Age: 60
Profession: President of the Bhutan Amateur Athletic Federation
Location: Thimphu, Bhutan
Tell me about your work promoting track-and-field in Bhutan. In the early 1990s, I was one of the partners who started Thimphu’s first health club with a gym. Because of that work, in 2000, the Bhutan Amateur Athletic Federation requested that I join them as an athletic federation member. About seven years later, the president resigned, and I was elected president. When I was younger, I used to play basketball, volleyball, and soccer. I don’t play any sports now, but I do my daily workout and meditation every morning.
We’re trying to promote athletics at the grassroots level. With the help of our education ministry, we have put an athletic program in the school curriculum for children aged 7 to 12. From there, we graduate them to the teen athletic program for children aged 13 to 15, and after that we have a youth and juniors program for ages 16 and up.
We’d like to compete with the world at the international level, but of course we started our program quite late. Even in the Southeast Asia region we are performing way behind other countries, so we’re trying to come up slowly, building up.

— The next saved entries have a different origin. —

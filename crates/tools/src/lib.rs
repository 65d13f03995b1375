//! Web search fallback implementations for carebridge.
//!
//! The clinical agent consults web search only when the reference corpus
//! is insufficient. Two backends implement `carebridge_core::WebSearch`:
//! the DuckDuckGo instant-answer API and an offline canned search.

pub mod duckduckgo;
pub mod offline;

pub use duckduckgo::DuckDuckGoSearch;
pub use offline::StaticWebSearch;

use carebridge_config::{WebSearchBackend, WebSearchConfig};
use carebridge_core::tool::WebSearch;
use std::sync::Arc;

/// Create the web search backend selected in configuration.
pub fn from_config(config: &WebSearchConfig) -> Arc<dyn WebSearch> {
    match config.backend {
        WebSearchBackend::Duckduckgo => Arc::new(DuckDuckGoSearch::with_endpoint(&config.endpoint)),
        WebSearchBackend::Offline => Arc::new(StaticWebSearch::nephrology()),
    }
}
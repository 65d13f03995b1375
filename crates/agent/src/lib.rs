//! Agents and conversation routing for carebridge.
//!
//! A conversation is owned by one of two agents at a time:
//!
//! 1. The **receptionist** verifies the patient's identity against the
//!    record store and shows their discharge summary.
//! 2. The **clinical** agent answers medical questions from the reference
//!    materials, falling back to a web search when they are insufficient.
//!
//! The [`ConversationRouter`] is the only component that mutates a
//! session; the [`Assistant`] keeps a registry of sessions and serialises
//! messages per session.

pub mod builder;
pub mod clinical;
pub mod guard;
pub mod intent;
pub mod receptionist;
pub mod registry;
pub mod router;
pub mod synthesizer;

#[cfg(test)]
pub(crate) mod test_helpers;

pub use builder::{Collaborators, build_assistant};
pub use clinical::{ClinicalAgent, ClinicalPolicy};
pub use receptionist::ReceptionistAgent;
pub use registry::{Assistant, Exchange, SessionHandle, SessionRegistry};
pub use router::ConversationRouter;
pub use synthesizer::AnswerSynthesizer;
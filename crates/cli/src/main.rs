//! CareBridge CLI — the main entry point.
//!
//! Commands:
//! - `onboard`         — Write a starter config
//! - `chat`            — Interactive or single-message conversation
//! - `serve`           — Start the HTTP API server
//! - `ingest`          — Build the knowledge index from a reference text
//! - `import-records`  — Load discharge reports into the record store
//! - `status`          — Show configuration and data status

use clap::{Parser, Subcommand};
use std::path::PathBuf;
use std::sync::Mutex;
use tracing_subscriber::layer::SubscriberExt;
use tracing_subscriber::util::SubscriberInitExt;
use tracing_subscriber::{EnvFilter, fmt};

mod bootstrap;
mod commands;

#[derive(Parser)]
#[command(
    name = "carebridge",
    about = "CareBridge — post-discharge patient assistant",
    version,
    author
)]
struct Cli {
    #[command(subcommand)]
    command: Commands,

    /// Enable verbose logging
    #[arg(short, long, global = true)]
    verbose: bool,
}

#[derive(Subcommand)]
enum Commands {
    /// Write a starter configuration file
    Onboard,

    /// Talk to the assistant
    Chat {
        /// Send a single message instead of entering interactive mode
        #[arg(short, long)]
        message: Option<String>,
    },

    /// Start the HTTP API server
    Serve {
        /// Override the port
        #[arg(short, long)]
        port: Option<u16>,
    },

    /// Split and index a reference text for retrieval
    Ingest {
        /// Plain-text reference material
        file: PathBuf,

        /// Where to write the index (defaults to [knowledge] index_path)
        #[arg(short, long)]
        output: Option<PathBuf>,
    },

    /// Import a JSON array of discharge reports
    ImportRecords {
        file: PathBuf,
    },

    /// Show configuration and data status
    Status,
}

#[tokio::main]
async fn main() -> Result<(), Box<dyn std::error::Error>> {
    let cli = Cli::parse();
    init_tracing(cli.verbose)?;

    match cli.command {
        Commands::Onboard => commands::onboard::run().await?,
        Commands::Chat { message } => commands::chat::run(message).await?,
        Commands::Serve { port } => commands::serve::run(port).await?,
        Commands::Ingest { file, output } => commands::ingest::run(&file, output).await?,
        Commands::ImportRecords { file } => commands::import_records::run(&file).await?,
        Commands::Status => commands::status::run().await?,
    }

    Ok(())
}

/// Console logging, plus a per-run log file when `[logging] dir` is set.
fn init_tracing(verbose: bool) -> Result<(), Box<dyn std::error::Error>> {
    let level = if verbose { "debug" } else { "info" };
    let filter = EnvFilter::try_from_default_env().unwrap_or_else(|_| EnvFilter::new(level));

    let log_dir = carebridge_config::AppConfig::load()
        .ok()
        .and_then(|config| config.logging.dir);
    let file_layer = match log_dir {
        Some(dir) => {
            std::fs::create_dir_all(&dir)?;
            let name = chrono::Local::now()
                .format("session_%Y%m%d_%H%M%S.log")
                .to_string();
            let file = std::fs::File::create(dir.join(name))?;
            Some(
                fmt::layer()
                    .with_ansi(false)
                    .with_writer(Mutex::new(file)),
            )
        }
        None => None,
    };

    tracing_subscriber::registry()
        .with(filter)
        .with(fmt::layer().with_target(false))
        .with(file_layer)
        .init();
    Ok(())
}
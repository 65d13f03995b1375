//! Relevance scoring.
//!
//! - Cosine similarity over embeddings
//! - Query-term coverage when the index has no embeddings

use std::collections::HashSet;

/// Compute cosine similarity between two vectors.
///
/// Returns a value in [-1, 1] where 1 = identical, 0 = orthogonal, -1 = opposite.
/// Returns 0.0 if the lengths differ or either vector is empty or zero.
pub fn cosine_similarity(a: &[f32], b: &[f32]) -> f32 {
    if a.len() != b.len() || a.is_empty() {
        return 0.0;
    }

    let mut dot = 0.0f64;
    let mut norm_a = 0.0f64;
    let mut norm_b = 0.0f64;

    for (x, y) in a.iter().zip(b.iter()) {
        let x = *x as f64;
        let y = *y as f64;
        dot += x * y;
        norm_a += x * x;
        norm_b += y * y;
    }

    let denom = norm_a.sqrt() * norm_b.sqrt();
    if denom < 1e-10 {
        return 0.0;
    }

    (dot / denom) as f32
}

const STOPWORDS: &[&str] = &[
    "the", "and", "are", "for", "with", "what", "which", "who", "how", "does", "can", "should",
    "about", "from", "that", "this", "have", "has", "was", "were", "will", "would", "could",
    "there", "their", "they", "them", "you", "your", "any", "all", "into", "when", "why",
    "tell", "please", "more", "some", "its", "not", "but",
];

/// Lowercased content terms: alphanumeric runs of 3+ chars, minus stopwords.
/// Short medical acronyms ("ckd", "egfr") survive the length cut.
pub fn terms(text: &str) -> Vec<String> {
    text.split(|c: char| !c.is_alphanumeric())
        .filter(|w| w.chars().count() >= 3)
        .map(|w| w.to_lowercase())
        .filter(|w| !STOPWORDS.contains(&w.as_str()))
        .collect()
}

/// Fraction of distinct query terms present in `passage`, in 0.0..=1.0.
pub fn keyword_coverage(query: &str, passage: &str) -> f32 {
    let query_terms: HashSet<String> = terms(query).into_iter().collect();
    if query_terms.is_empty() {
        return 0.0;
    }
    let passage_terms: HashSet<String> = terms(passage).into_iter().collect();
    let hits = query_terms
        .iter()
        .filter(|t| passage_terms.contains(*t) || passage_terms.iter().any(|p| is_inflection(t, p)))
        .count();
    hits as f32 / query_terms.len() as f32
}

/// "symptom" vs "symptoms", "diet" vs "dietary".
fn is_inflection(query_term: &str, passage_term: &str) -> bool {
    query_term.len() >= 4
        && passage_term.len() >= 4
        && (passage_term.starts_with(query_term) || query_term.starts_with(passage_term))
        && query_term.len().abs_diff(passage_term.len()) <= 3
}
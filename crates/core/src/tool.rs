//! Tool contracts — the collaborators an agent may invoke.
//!
//! Agents reach the outside world through three tools: the record store
//! (see [`crate::patient::RecordStore`]), the knowledge retriever and the
//! web search fallback. Every invocation is reported back to the agent as
//! a [`ToolInvocationResult`].

use async_trait::async_trait;
use serde::{Deserialize, Serialize};
use crate::error::ToolError;

/// The result of invoking a tool, as seen by the calling agent.
#[derive(Debug, Clone, Serialize, Deserialize)]
pub struct ToolInvocationResult<T> {
    /// Whether the tool found anything usable
    pub found: bool,

    /// Passages, search text or patient record, depending on tool
    pub payload: T,

    /// Relevance of the best hit (knowledge retriever only)
    #[serde(default, skip_serializing_if = "Option::is_none")]
    pub confidence: Option<f32>,
}

impl ToolInvocationResult<Vec<Passage>> {
    /// Wrap retriever output; confidence is the best passage score.
    pub fn from_passages(passages: Vec<Passage>) -> Self {
        let confidence = passages
            .iter()
            .map(|p| p.score)
            .fold(None, |best: Option<f32>, s| Some(best.map_or(s, |b| b.max(s))));
        Self {
            found: !passages.is_empty(),
            payload: passages,
            confidence,
        }
    }

    /// Whether the retrieval is strong enough to answer from alone.
    pub fn exceeds(&self, threshold: f32) -> bool {
        self.found && self.confidence.is_some_and(|c| c > threshold)
    }
}

impl ToolInvocationResult<String> {
    /// Wrap a free-text search summary.
    pub fn from_summary(summary: String) -> Self {
        Self {
            found: !summary.trim().is_empty(),
            payload: summary,
            confidence: None,
        }
    }
}

/// A passage retrieved from the reference corpus.
#[derive(Debug, Clone, PartialEq, Serialize, Deserialize)]
pub struct Passage {
    pub text: String,

    /// Relevance in 0.0..=1.0, higher is better
    pub score: f32,

    #[serde(default, skip_serializing_if = "serde_json::Map::is_empty")]
    pub metadata: serde_json::Map<String, serde_json::Value>,
}

impl Passage {
    pub fn new(text: impl Into<String>, score: f32) -> Self {
        Self {
            text: text.into(),
            score,
            metadata: serde_json::Map::new(),
        }
    }

    /// A short human-readable origin, e.g. "nephrology_reference.txt#12".
    pub fn source(&self) -> Option<String> {
        let source = self.metadata.get("source")?.as_str()?;
        match self.metadata.get("chunk_index").and_then(|v| v.as_u64()) {
            Some(idx) => Some(format!("{source}#{idx}")),
            None => Some(source.to_string()),
        }
    }
}

/// Top-K retrieval over the pre-indexed reference corpus.
#[async_trait]
pub trait KnowledgeRetriever: Send + Sync {
    fn name(&self) -> &str;

    /// Return up to `k` passages ordered by descending score.
    async fn query(&self, text: &str, k: usize) -> Result<Vec<Passage>, ToolError>;
}

/// Free-text web search used when the reference corpus is insufficient.
#[async_trait]
pub trait WebSearch: Send + Sync {
    fn name(&self) -> &str;

    /// Return a search-engine summary; empty when nothing was found.
    async fn search(&self, query: &str) -> Result<String, ToolError>;
}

Will we see a Bhutanese Olympic medalist anytime soon? We will be participating in the London Olympic Games; we’re training an athlete for middle distance running. We don’t think we can win any medals, but it’s international exposure for the athletes. And since we are considered an upcoming country, the International Association of Athletics Federations gives Bhutan preference in the competitions they run [Bhutanese runners are allowed to compete though their times don’t qualify to participate yet]. In another 10 years’ time, I hope our athletes will at least get a medal in the South Asian Games and then achieve success in the international arena. That is our dream.
Besides training children as athletes, what advantages does athletics offer? I’m especially interested in the kids’ athletic program because we have a drug and alcohol problem in Bhutan. A lot of cheap drugs are smuggled into the country through our open border with India, and so we have had many drug overdoses and fatalities among young people here.
We have detox programs, medication, other things like that, but these are short-term remedies. They don’t really cure anything. So if you get children interested in sports, once the athletic habit is inculcated in them, I think they’ll be less likely to say yes to drugs and all that. Our main focus is giving them a healthy life.
My youngest son died of a drug overdose. That’s why I’m giving my attention to this issue and pushing things so much in this area. He was 17 when he died in 2012, and after his death my whole focus and attention turned to the kids in this program so that we can prevent fatalities. I could not save my own child, but I hope I can save a lot of other lives.